= 1922 Surinamese general election =

Partial general elections were held in Suriname in March, April and May 1922 to elect five of the thirteen members of the Colonial States.

==Electoral system==
The elections were held using the two-round system, with suffrage restricted to men who paid a tax contribution of 60 Dutch guilders. Voters had multiple votes, and any candidate receiving a number of votes equivalent to over 50% of the valid ballots cast was elected in the first round. If not all seats were filled, a second round was held.

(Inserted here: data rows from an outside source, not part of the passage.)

//! In-process peers and a relay stand-in for session tests.

use std::time::Duration;

use tokio::sync::mpsc;

use sigil_shared::{CryptoEngine, Envelope, EnvelopeBody, PeerId, SealEngine};

use crate::channel::EnvelopeChannel;
use crate::config::ProtocolConfig;
use crate::events::SessionEvent;
use crate::session::{LocalKeys, Session};

const PASSPHRASE: &str = "correct horse battery staple";

pub(crate) fn test_config() -> ProtocolConfig {
    ProtocolConfig {
        pacing_delay: Duration::ZERO,
        channel_capacity: 4096,
        ..ProtocolConfig::default()
    }
}

/// What the relay does to a frame: stamp `from`, strip `to`, and turn the
/// client's ACCEPT_FRIEND into the FRIEND_ACCEPTED the other side sees.
pub(crate) fn relay(from: &PeerId, envelope: Envelope) -> Envelope {
    let body = match envelope.body {
        EnvelopeBody::AcceptFriend { public_key } => EnvelopeBody::FriendAccepted {
            public_key: Some(public_key),
        },
        other => other,
    };
    Envelope {
        from: Some(from.clone()),
        to: None,
        body,
    }
}

pub(crate) struct TestPeer {
    pub session: Session<SealEngine>,
    pub outbox: mpsc::Receiver<Envelope>,
    pub events: mpsc::UnboundedReceiver<SessionEvent>,
}

impl TestPeer {
    pub fn new(id: &str) -> Self {
        Self::with_config(id, test_config())
    }

    pub fn with_config(id: &str, config: ProtocolConfig) -> Self {
        let mut peer = Self::build(id, config);
        peer.session.handle_envelope(Envelope {
            from: None,
            to: None,
            body: EnvelopeBody::Welcome {
                user_id: PeerId::new(id),
            },
        });
        peer.drain_events();
        peer
    }

    /// A peer the relay has not greeted yet.
    pub fn unwelcomed() -> Self {
        Self::build("anonymous", test_config())
    }

    fn build(name: &str, config: ProtocolConfig) -> Self {
        let engine = SealEngine::new();
        let pair = engine.generate_key_pair(name, PASSPHRASE).unwrap();
        let keys = LocalKeys::load(&engine, &pair.public_key, &pair.private_key, PASSPHRASE).unwrap();
        let (channel, outbox) = EnvelopeChannel::new(config.channel_capacity);
        let (session, events) = Session::new(engine, keys, config, channel);
        Self {
            session,
            outbox,
            events,
        }
    }

    pub fn id(&self) -> PeerId {
        self.session.local_id().cloned().unwrap()
    }

    /// Everything this peer has queued for the relay.
    pub fn sent(&mut self) -> Vec<Envelope> {
        let mut sent = Vec::new();
        while let Ok(envelope) = self.outbox.try_recv() {
            sent.push(envelope);
        }
        sent
    }

    /// Deliver everything `other` has sent, as the relay would.
    pub fn deliver_from(&mut self, other: &mut TestPeer) {
        let from = other.id();
        for envelope in other.sent() {
            self.session.handle_envelope(relay(&from, envelope));
        }
    }

    pub fn drain_events(&mut self) -> Vec<SessionEvent> {
        let mut events = Vec::new();
        while let Ok(event) = self.events.try_recv() {
            events.push(event);
        }
        events
    }
}

/// Run the full handshake between two peers and discard its events.
pub(crate) async fn befriend(a: &mut TestPeer, b: &mut TestPeer) {
    a.session.request_friend(&b.id()).await.unwrap();
    b.deliver_from(a);
    b.session.accept_friend(&a.id()).await.unwrap();
    a.deliver_from(b);
    a.drain_events();
    b.drain_events();
}
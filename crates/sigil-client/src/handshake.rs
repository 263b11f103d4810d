//! Friend handshake: exchange of armored public keys through the relay.
//!
//! ```text
//! A                         relay                         B
//! |-- FRIEND_REQUEST{key_A} --->|-- FRIEND_REQUEST{key_A} -->|  B: pending_inbound
//! |                             |                            |  (user decides)
//! |<-- FRIEND_ACCEPTED{key_B} --|<-- ACCEPT_FRIEND{key_B} ---|  B: established
//! A: established
//! ```

use tracing::{debug, info, warn};

use sigil_shared::{CryptoEngine, CryptoError, Envelope, EnvelopeBody, PeerId};

use crate::error::{Result, SessionError};
use crate::events::SessionEvent;
use crate::registry::{Direction, TrustState};
use crate::session::Session;

impl<C: CryptoEngine> Session<C> {
    /// Send our public key to `to` and track them as `pending_outbound`.
    pub async fn request_friend(&mut self, to: &PeerId) -> Result<()> {
        self.ensure_usable()?;
        let local = self.registry.local_id().ok_or(SessionError::IdentityUnknown)?;
        if local == to {
            return Err(SessionError::SelfRequest);
        }
        if let Some(friend) = self.registry.get(to) {
            return Err(SessionError::AlreadyKnown {
                peer: to.clone(),
                state: friend.trust_state(),
            });
        }

        self.channel
            .send(Envelope::to(
                to,
                EnvelopeBody::FriendRequest {
                    public_key: Some(self.keys.public_armored.clone()),
                },
            ))
            .await?;

        self.registry.get_or_create_friend(to, Direction::Outbound);
        info!(peer = %to, "Friend request sent");
        self.emit(SessionEvent::FriendRequestSent { to: to.clone() });
        Ok(())
    }

    /// Accept the pending request from `peer`: bind its key and send ours.
    /// The request stays pending if the key does not parse or the send fails.
    pub async fn accept_friend(&mut self, peer: &PeerId) -> Result<()> {
        self.ensure_usable()?;
        let offer = self
            .pending_requests
            .get(peer)
            .ok_or_else(|| SessionError::NoPendingRequest(peer.clone()))?;
        let armored = offer.as_deref().ok_or_else(|| {
            CryptoError::KeyParse("friend request carried no public key".into())
        })?;
        let key = self.engine.read_public_key(armored)?;

        self.channel
            .send(Envelope::to(
                peer,
                EnvelopeBody::AcceptFriend {
                    public_key: self.keys.public_armored.clone(),
                },
            ))
            .await?;

        self.pending_requests.remove(peer);
        self.establish(peer, key);
        Ok(())
    }

    /// Drop the pending request from `peer`. Nothing is sent, and a
    /// `pending_inbound` entry is forgotten so either side can ask again.
    pub fn reject_friend(&mut self, peer: &PeerId) -> Result<()> {
        self.ensure_usable()?;
        self.pending_requests
            .remove(peer)
            .ok_or_else(|| SessionError::NoPendingRequest(peer.clone()))?;
        let forgotten = self.registry.forget_pending_inbound(peer);
        info!(peer = %peer, forgotten, "Friend request rejected");
        Ok(())
    }

    pub(crate) fn on_friend_request(
        &mut self,
        from: PeerId,
        public_key: Option<String>,
    ) -> Result<()> {
        if self.registry.local_id() == Some(&from) {
            warn!("Ignoring friend request from our own id");
            return Ok(());
        }

        let friend = self.registry.get_or_create_friend(&from, Direction::Inbound);
        let state = friend.trust_state();
        if state == TrustState::Established {
            info!(peer = %from, "Friend request from an established friend");
        }

        let has_key = public_key.is_some();
        if !has_key {
            warn!(peer = %from, "Friend request without a public key");
        }
        if self.pending_requests.insert(from.clone(), public_key).is_some() {
            debug!(peer = %from, "Replacing earlier pending request");
        }

        info!(peer = %from, state = %state, "Friend request received");
        self.emit(SessionEvent::FriendRequest { from, has_key });
        Ok(())
    }

    pub(crate) fn on_friend_accepted(
        &mut self,
        from: PeerId,
        public_key: Option<String>,
    ) -> Result<()> {
        let armored = public_key.ok_or_else(|| {
            CryptoError::KeyParse("FRIEND_ACCEPTED carried no public key".into())
        })?;
        let key = self.engine.read_public_key(&armored)?;

        match self.registry.get(&from).map(|f| f.trust_state()) {
            Some(TrustState::PendingOutbound) => {}
            Some(state) => warn!(peer = %from, state = %state, "FRIEND_ACCEPTED in unexpected state"),
            None => warn!(peer = %from, "Unsolicited FRIEND_ACCEPTED"),
        }

        // a crossed request from the same peer is settled by this acceptance
        self.pending_requests.remove(&from);
        self.establish(&from, key);
        Ok(())
    }

    fn establish(&mut self, peer: &PeerId, key: C::PublicKey) {
        let fingerprint = self.engine.fingerprint(&key);
        self.registry.bind_key(peer, key);
        info!(peer = %peer, fingerprint = %fingerprint, "Friend established");
        self.emit(SessionEvent::FriendEstablished {
            peer: peer.clone(),
            fingerprint,
        });
    }
}

#[cfg(test)]
mod tests {
    use super::*;
    use crate::testutil::{befriend, relay, TestPeer};

    #[tokio::test]
    async fn test_handshake_symmetry() {
        let mut alice = TestPeer::new("AAA111");
        let mut bob = TestPeer::new("BBB222");

        alice.session.request_friend(&bob.id()).await.unwrap();
        assert_eq!(
            alice.session.friend(&bob.id()).unwrap().trust_state(),
            TrustState::PendingOutbound
        );

        bob.deliver_from(&mut alice);
        assert_eq!(
            bob.session.friend(&alice.id()).unwrap().trust_state(),
            TrustState::PendingInbound
        );
        assert!(bob.session.has_pending_request(&alice.id()));

        bob.session.accept_friend(&alice.id()).await.unwrap();
        alice.deliver_from(&mut bob);

        let alice_key = alice.session.local_keys().public_key().clone();
        let bob_key = bob.session.local_keys().public_key().clone();
        let expected = alice.session.engine().fingerprint(&bob_key);
        assert_eq!(
            alice.session.friend(&bob.id()).unwrap().public_key(),
            Some(&bob_key)
        );
        assert_eq!(
            bob.session.friend(&alice.id()).unwrap().public_key(),
            Some(&alice_key)
        );
        assert!(alice.drain_events().iter().any(|e| matches!(
            e,
            SessionEvent::FriendEstablished { fingerprint, .. } if *fingerprint == expected
        )));
    }

    #[tokio::test]
    async fn test_friend_accept_alias_from_json() {
        let mut alice = TestPeer::new("AAA111");
        let bob = TestPeer::new("BBB222");
        alice.session.request_friend(&bob.id()).await.unwrap();

        let frame = serde_json::json!({
            "type": "FRIEND_ACCEPT",
            "from": "BBB222",
            "publicKey": bob.session.local_keys().public_armored(),
        })
        .to_string();
        alice
            .session
            .handle_envelope(Envelope::from_json(&frame).unwrap());

        assert!(alice.session.registry().is_established(&bob.id()));
    }

    #[tokio::test]
    async fn test_request_before_welcome() {
        let mut alice = TestPeer::unwelcomed();
        let err = alice
            .session
            .request_friend(&PeerId::new("BBB222"))
            .await
            .unwrap_err();
        assert_eq!(err, SessionError::IdentityUnknown);
        assert!(alice.sent().is_empty());
    }

    #[tokio::test]
    async fn test_request_self_and_duplicates_rejected() {
        let mut alice = TestPeer::new("AAA111");
        let bob = TestPeer::new("BBB222");

        let alice_id = alice.id();
        let err = alice.session.request_friend(&alice_id).await.unwrap_err();
        assert_eq!(err, SessionError::SelfRequest);

        alice.session.request_friend(&bob.id()).await.unwrap();
        let err = alice.session.request_friend(&bob.id()).await.unwrap_err();
        assert_eq!(
            err,
            SessionError::AlreadyKnown {
                peer: bob.id(),
                state: TrustState::PendingOutbound
            }
        );
        assert_eq!(alice.sent().len(), 1);

        befriend(&mut alice, &mut TestPeer::new("DDD444")).await;
        let err = alice
            .session
            .request_friend(&PeerId::new("DDD444"))
            .await
            .unwrap_err();
        assert!(matches!(
            err,
            SessionError::AlreadyKnown {
                state: TrustState::Established,
                ..
            }
        ));
    }

    #[tokio::test]
    async fn test_reject_sends_nothing() {
        let mut alice = TestPeer::new("AAA111");
        let mut bob = TestPeer::new("BBB222");
        alice.session.request_friend(&bob.id()).await.unwrap();
        bob.deliver_from(&mut alice);

        bob.session.reject_friend(&alice.id()).unwrap();
        assert!(bob.sent().is_empty());
        assert!(!bob.session.has_pending_request(&alice.id()));
        assert!(bob.session.friend(&alice.id()).is_none());

        let err = bob.session.accept_friend(&alice.id()).await.unwrap_err();
        assert_eq!(err, SessionError::NoPendingRequest(alice.id()));
    }

    #[tokio::test]
    async fn test_reject_then_request_back() {
        let mut alice = TestPeer::new("AAA111");
        let mut bob = TestPeer::new("BBB222");
        alice.session.request_friend(&bob.id()).await.unwrap();
        bob.deliver_from(&mut alice);
        bob.session.reject_friend(&alice.id()).unwrap();

        // bob changes his mind and asks alice, who is still pending_outbound
        bob.session.request_friend(&alice.id()).await.unwrap();
        alice.deliver_from(&mut bob);
        assert!(alice.session.has_pending_request(&bob.id()));

        alice.session.accept_friend(&bob.id()).await.unwrap();
        bob.deliver_from(&mut alice);

        assert!(alice.session.registry().is_established(&bob.id()));
        assert!(bob.session.registry().is_established(&alice.id()));
    }

    #[tokio::test]
    async fn test_accept_keeps_request_when_send_fails() {
        let mut alice = TestPeer::new("AAA111");
        let TestPeer {
            mut session,
            outbox,
            ..
        } = TestPeer::new("BBB222");
        let bob_id = session.local_id().cloned().unwrap();

        alice.session.request_friend(&bob_id).await.unwrap();
        for envelope in alice.sent() {
            session.handle_envelope(relay(&alice.id(), envelope));
        }
        drop(outbox);

        let err = session.accept_friend(&alice.id()).await.unwrap_err();
        assert_eq!(err, SessionError::ChannelClosed);
        assert!(session.has_pending_request(&alice.id()));
        assert_eq!(
            session.friend(&alice.id()).unwrap().trust_state(),
            TrustState::PendingInbound
        );
    }

    #[tokio::test]
    async fn test_malformed_key_does_not_advance_trust() {
        let mut alice = TestPeer::new("AAA111");
        let bob = PeerId::new("BBB222");
        alice.session.request_friend(&bob).await.unwrap();
        alice.drain_events();

        alice.session.handle_envelope(relay(
            &bob,
            Envelope::to(
                &alice.id(),
                EnvelopeBody::FriendAccepted {
                    public_key: Some("-----BEGIN NONSENSE-----".into()),
                },
            ),
        ));

        assert_eq!(
            alice.session.friend(&bob).unwrap().trust_state(),
            TrustState::PendingOutbound
        );
        assert!(matches!(
            alice.drain_events().as_slice(),
            [SessionEvent::Error(SessionError::Crypto(CryptoError::KeyParse(_)))]
        ));
    }

    #[tokio::test]
    async fn test_accept_request_without_key_fails() {
        let mut bob = TestPeer::new("BBB222");
        let alice = PeerId::new("AAA111");
        bob.session.handle_envelope(relay(
            &alice,
            Envelope::to(&bob.id(), EnvelopeBody::FriendRequest { public_key: None }),
        ));
        assert!(matches!(
            bob.drain_events().as_slice(),
            [SessionEvent::FriendRequest { has_key: false, .. }]
        ));

        let err = bob.session.accept_friend(&alice).await.unwrap_err();
        assert!(matches!(err, SessionError::Crypto(CryptoError::KeyParse(_))));
        assert!(bob.sent().is_empty());
        assert!(!bob.session.registry().is_established(&alice));
        assert!(bob.session.has_pending_request(&alice));
    }
}
// Wire vocabulary, identifiers and the crypto capability shared by Sigil clients.

pub mod armor;
pub mod constants;
pub mod crypto;
pub mod error;
pub mod protocol;
pub mod types;

pub use crypto::{ArmoredKeyPair, CryptoEngine, SealEngine, SealPrivateKey, SealPublicKey};
pub use error::{CryptoError, ProtocolError};
pub use protocol::{Envelope, EnvelopeBody};
pub use types::{now_millis, ConnectionStatus, PeerId};
//! The protocol core: one explicit session context owning the friend
//! registry, the in-flight transfer table and the typing indicator.
//!
//! All state is mutated through `&mut self`, so inbound envelopes are
//! processed one at a time in arrival order. A second envelope for a peer
//! cannot interleave with a decrypt already running for that peer.

use std::collections::HashMap;

use tokio::sync::mpsc;
use tokio::time::Instant;
use tracing::{debug, error, info, warn};

use sigil_shared::{ConnectionStatus, CryptoEngine, Envelope, EnvelopeBody, PeerId, ProtocolError};

use crate::channel::{ChannelEvent, EnvelopeChannel};
use crate::config::ProtocolConfig;
use crate::error::{Result, SessionError};
use crate::events::{FriendSummary, SessionEvent};
use crate::files::TransferTable;
use crate::registry::{Friend, FriendRegistry};
use crate::typing::TypingTracker;

/// The local key material, loaded once at startup.
pub struct LocalKeys<C: CryptoEngine> {
    pub(crate) public_armored: String,
    pub(crate) public: C::PublicKey,
    pub(crate) private: C::PrivateKey,
}

impl<C: CryptoEngine> LocalKeys<C> {
    /// Parse the armored public key and unlock the private key.
    pub fn load(
        engine: &C,
        public_armored: &str,
        private_armored: &str,
        passphrase: &str,
    ) -> Result<Self> {
        let public = engine.read_public_key(public_armored)?;
        let private = engine.read_and_decrypt_private_key(private_armored, passphrase)?;
        info!(fingerprint = %engine.fingerprint(&public), "Local keys loaded");

        Ok(Self {
            public_armored: public_armored.to_string(),
            public,
            private,
        })
    }

    pub fn public_armored(&self) -> &str {
        &self.public_armored
    }

    pub fn public_key(&self) -> &C::PublicKey {
        &self.public
    }
}

pub struct Session<C: CryptoEngine> {
    pub(crate) engine: C,
    pub(crate) config: ProtocolConfig,
    pub(crate) keys: LocalKeys<C>,
    pub(crate) registry: FriendRegistry<C::PublicKey>,
    /// Inbound friend requests awaiting a decision, with the offered key.
    pub(crate) pending_requests: HashMap<PeerId, Option<String>>,
    pub(crate) transfers: TransferTable,
    pub(crate) typing: TypingTracker,
    pub(crate) open_conversation: Option<PeerId>,
    pub(crate) channel: EnvelopeChannel,
    /// Set by a fatal protocol error. Nothing is processed afterwards.
    unusable: bool,
    events: mpsc::UnboundedSender<SessionEvent>,
}

impl<C: CryptoEngine> Session<C> {
    /// Build a session. Returns the receiver for presentation events.
    pub fn new(
        engine: C,
        keys: LocalKeys<C>,
        config: ProtocolConfig,
        channel: EnvelopeChannel,
    ) -> (Self, mpsc::UnboundedReceiver<SessionEvent>) {
        let (events, events_rx) = mpsc::unbounded_channel();
        let session = Self {
            engine,
            typing: TypingTracker::new(config.typing_timeout),
            config,
            keys,
            registry: FriendRegistry::new(),
            pending_requests: HashMap::new(),
            transfers: TransferTable::new(),
            open_conversation: None,
            channel,
            unusable: false,
            events,
        };
        (session, events_rx)
    }

    // -- accessors ----------------------------------------------------------

    pub fn engine(&self) -> &C {
        &self.engine
    }

    pub fn local_keys(&self) -> &LocalKeys<C> {
        &self.keys
    }

    pub fn local_id(&self) -> Option<&PeerId> {
        self.registry.local_id()
    }

    pub fn registry(&self) -> &FriendRegistry<C::PublicKey> {
        &self.registry
    }

    pub fn friend(&self, peer: &PeerId) -> Option<&Friend<C::PublicKey>> {
        self.registry.get(peer)
    }

    pub fn transfers(&self) -> &TransferTable {
        &self.transfers
    }

    pub fn open_conversation_id(&self) -> Option<&PeerId> {
        self.open_conversation.as_ref()
    }

    pub fn typing_peer(&self) -> Option<&PeerId> {
        self.typing.typing_peer()
    }

    pub fn typing_deadline(&self) -> Option<Instant> {
        self.typing.deadline()
    }

    /// True once a fatal protocol error has stopped the session.
    pub fn is_unusable(&self) -> bool {
        self.unusable
    }

    pub(crate) fn ensure_usable(&self) -> Result<()> {
        if self.unusable {
            return Err(SessionError::Unusable);
        }
        Ok(())
    }

    pub fn has_pending_request(&self, peer: &PeerId) -> bool {
        self.pending_requests.contains_key(peer)
    }

    pub fn friend_summaries(&self) -> Vec<FriendSummary> {
        self.registry
            .friends()
            .map(|friend| FriendSummary {
                id: friend.id().clone(),
                trust: friend.trust_state(),
                fingerprint: friend.public_key().map(|k| self.engine.fingerprint(k)),
                messages: friend.history().len(),
                unread: friend.unread(),
            })
            .collect()
    }

    // -- events -------------------------------------------------------------

    pub(crate) fn emit(&self, event: SessionEvent) {
        // presentation may have gone away; the session keeps running
        let _ = self.events.send(event);
    }

    pub(crate) fn report(&self, error: SessionError) {
        match &error {
            SessionError::Crypto(e) => error!(error = %e, "Crypto failure"),
            other => warn!(error = %other, "Session error"),
        }
        self.emit(SessionEvent::Error(error));
    }

    fn fail(&mut self, error: SessionError) {
        error!(error = %error, "Fatal protocol error, session unusable");
        self.unusable = true;
        self.emit(SessionEvent::Fatal(error));
    }

    // -- transport lifecycle ------------------------------------------------

    pub fn handle_channel_event(&mut self, event: ChannelEvent) {
        match event {
            ChannelEvent::Opened => {
                info!("Relay connection open");
                self.emit(SessionEvent::Presence(ConnectionStatus::Online));
            }
            ChannelEvent::Frame(envelope) => self.handle_envelope(envelope),
            ChannelEvent::Closed { code } => {
                let status = ConnectionStatus::Offline { code };
                if status.is_abnormal() {
                    warn!(code = ?code, "Relay connection closed unexpectedly");
                } else {
                    info!("Relay connection closed");
                }
                self.emit(SessionEvent::Presence(status));
            }
            ChannelEvent::Failed(reason) => {
                warn!(reason = %reason, "Relay connection error");
                self.emit(SessionEvent::Presence(ConnectionStatus::Offline { code: None }));
            }
        }
    }

    // -- inbound dispatch ---------------------------------------------------

    /// Route one inbound envelope to its handler. Failures are reported as
    /// events; only a second WELCOME stops the session.
    pub fn handle_envelope(&mut self, envelope: Envelope) {
        let kind = envelope.kind();
        if self.unusable {
            debug!(kind, "Session unusable, dropping envelope");
            return;
        }
        debug!(kind, from = ?envelope.from.as_ref().map(|p| p.as_str()), "Envelope received");

        if let Err(error) = self.dispatch(envelope) {
            match error {
                SessionError::Protocol(violation) => {
                    warn!(kind, error = %violation, "Ignoring envelope");
                }
                fatal @ SessionError::AlreadyWelcomed(_) => self.fail(fatal),
                other => self.report(other),
            }
        }
    }

    fn dispatch(&mut self, envelope: Envelope) -> Result<()> {
        let kind = envelope.kind();
        let Envelope { from, body, .. } = envelope;
        let sender = move || -> Result<PeerId> {
            from.ok_or_else(|| {
                ProtocolError::Violation(format!("{kind} envelope without `from`")).into()
            })
        };

        match body {
            EnvelopeBody::Welcome { user_id } => self.on_welcome(user_id),
            EnvelopeBody::FriendRequest { public_key } => {
                self.on_friend_request(sender()?, public_key)
            }
            EnvelopeBody::FriendAccepted { public_key } => {
                self.on_friend_accepted(sender()?, public_key)
            }
            EnvelopeBody::Message { content, timestamp } => {
                self.on_message(sender()?, &content, timestamp)
            }
            EnvelopeBody::Typing => {
                self.on_typing(sender()?);
                Ok(())
            }
            EnvelopeBody::FileStart { name, size, mime } => {
                self.on_file_start(sender()?, name, size, mime);
                Ok(())
            }
            EnvelopeBody::FileChunk { chunk } => {
                self.on_file_chunk(&sender()?, chunk);
                Ok(())
            }
            EnvelopeBody::FileEnd => self.on_file_end(sender()?),
            EnvelopeBody::Error { message } => {
                warn!(message = %message, "Relay reported an error");
                self.emit(SessionEvent::ServerError { message });
                Ok(())
            }
            EnvelopeBody::AcceptFriend { .. } => Err(ProtocolError::Violation(
                "ACCEPT_FRIEND is client-to-relay only".into(),
            )
            .into()),
        }
    }

    fn on_welcome(&mut self, assigned: PeerId) -> Result<()> {
        self.registry.on_welcome(assigned.clone())?;
        self.emit(SessionEvent::Welcome { id: assigned });
        Ok(())
    }

    // -- conversation focus & typing -----------------------------------------

    /// Mark `peer`'s conversation as the one on screen. Only established
    /// friends can be opened.
    pub fn open_conversation(&mut self, peer: &PeerId) -> Result<()> {
        self.ensure_usable()?;
        let friend = self
            .registry
            .get_mut(peer)
            .filter(|f| f.is_established())
            .ok_or_else(|| SessionError::PeerNotReady(peer.clone()))?;
        friend.mark_read();

        if self.open_conversation.as_ref() != Some(peer) {
            self.clear_typing();
            self.open_conversation = Some(peer.clone());
        }
        debug!(peer = %peer, "Conversation opened");
        Ok(())
    }

    pub fn close_conversation(&mut self) {
        self.clear_typing();
        self.open_conversation = None;
    }

    /// Tell `peer` we are composing. Sent on every input change.
    pub async fn send_typing(&self, peer: &PeerId) -> Result<()> {
        self.ensure_usable()?;
        self.channel
            .send(Envelope::to(peer, EnvelopeBody::Typing))
            .await
    }

    fn on_typing(&mut self, from: PeerId) {
        if self.open_conversation.as_ref() != Some(&from) {
            debug!(peer = %from, "Typing from a conversation that is not open");
            return;
        }
        if self.typing.touch(&from, Instant::now()) {
            self.emit(SessionEvent::TypingStarted { peer: from });
        }
    }

    /// Clear the typing indicator if it lapsed by `now`.
    pub fn expire_typing(&mut self, now: Instant) {
        if let Some(peer) = self.typing.expire(now) {
            self.emit(SessionEvent::TypingStopped { peer });
        }
    }

    fn clear_typing(&mut self) {
        if let Some(peer) = self.typing.clear() {
            self.emit(SessionEvent::TypingStopped { peer });
        }
    }
}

Candidates were elected for a six-year term with staggered elections every two years and the 1922 elections were for the five members elected in the 1916 elections. However, only one of them – John Robert Thomson – was still in office; Hubert van Asch van Wijck had resigned in 1919 and been replaced by Derk Siewert Huizinga, Robert David Simons and Adolf Curiel both resigned in 1920 and had been replaced by Jozias Jacob Leys and Pieter Westra (Westra also subsequently resigned and was replaced by Albert Gustaaf Putscher), and Jacobus Arnoldus Dragten had resigned in 1921 and been replaced by Helenus Agricola Pet.

Of the five incumbents, three (Huizinga, Leys and Putscher) ran for re-election, while Simons returned to politics to run again.

==Results==
As there were 1,051 valid votes, candidates required 526 to be elected in the first round. Only four candidates passed the threshold, with a second round required to be held between the next two most voted-for candidates.

All incumbents lost their seats, the first time no incumbent member had retained their seat in Surinamese electoral history.

| Candidate | First round |  | Second round |  | Notes |
| Votes | % | Votes | % |
| Robert David Simons [nl] | 887 | 84.40 |  |  | Elected |
| Simon Daniël de Vries [nl] | 680 | 64.70 |  |  | Elected |
| Pieter Alexander May [nl] | 571 | 54.33 |  |  | Elected |
| Anton Dragten [nl] | 545 | 51.86 |  |  | Elected |
| Derk Siewert Huizinga [nl] | 481 | 45.77 | 472 | 47.77 | Unseated |
| Richard O'Ferrall [nl] | 450 | 42.82 | 516 | 52.23 | Elected |
| Jacques Drielsma | 398 | 37.87 |  |  |  |
| J.W.F. Vrielink | 391 | 37.20 |  |  |  |
| Jozias Jacob Leys [nl] | 334 | 31.78 |  |  | Unseated |
| Albert Gustaaf Putscher [nl] | 298 | 28.35 |  |  | Unseated |
| Total | 5,035 | 100.00 | 988 | 100.00 |  |
| Valid votes | 1,051 | 96.42 | 988 | 97.73 |  |
| Invalid/blank votes | 39 | 3.58 | 23 | 2.27 |  |
| Total votes | 1,090 | 100.00 | 1,011 | 100.00 |  |
Source: De West, De Surinamer

==Aftermath==
Harry van Ommeren (elected in 1918) died in 1923 and was replaced by Jacques Drielsma, who was declared elected unopposed.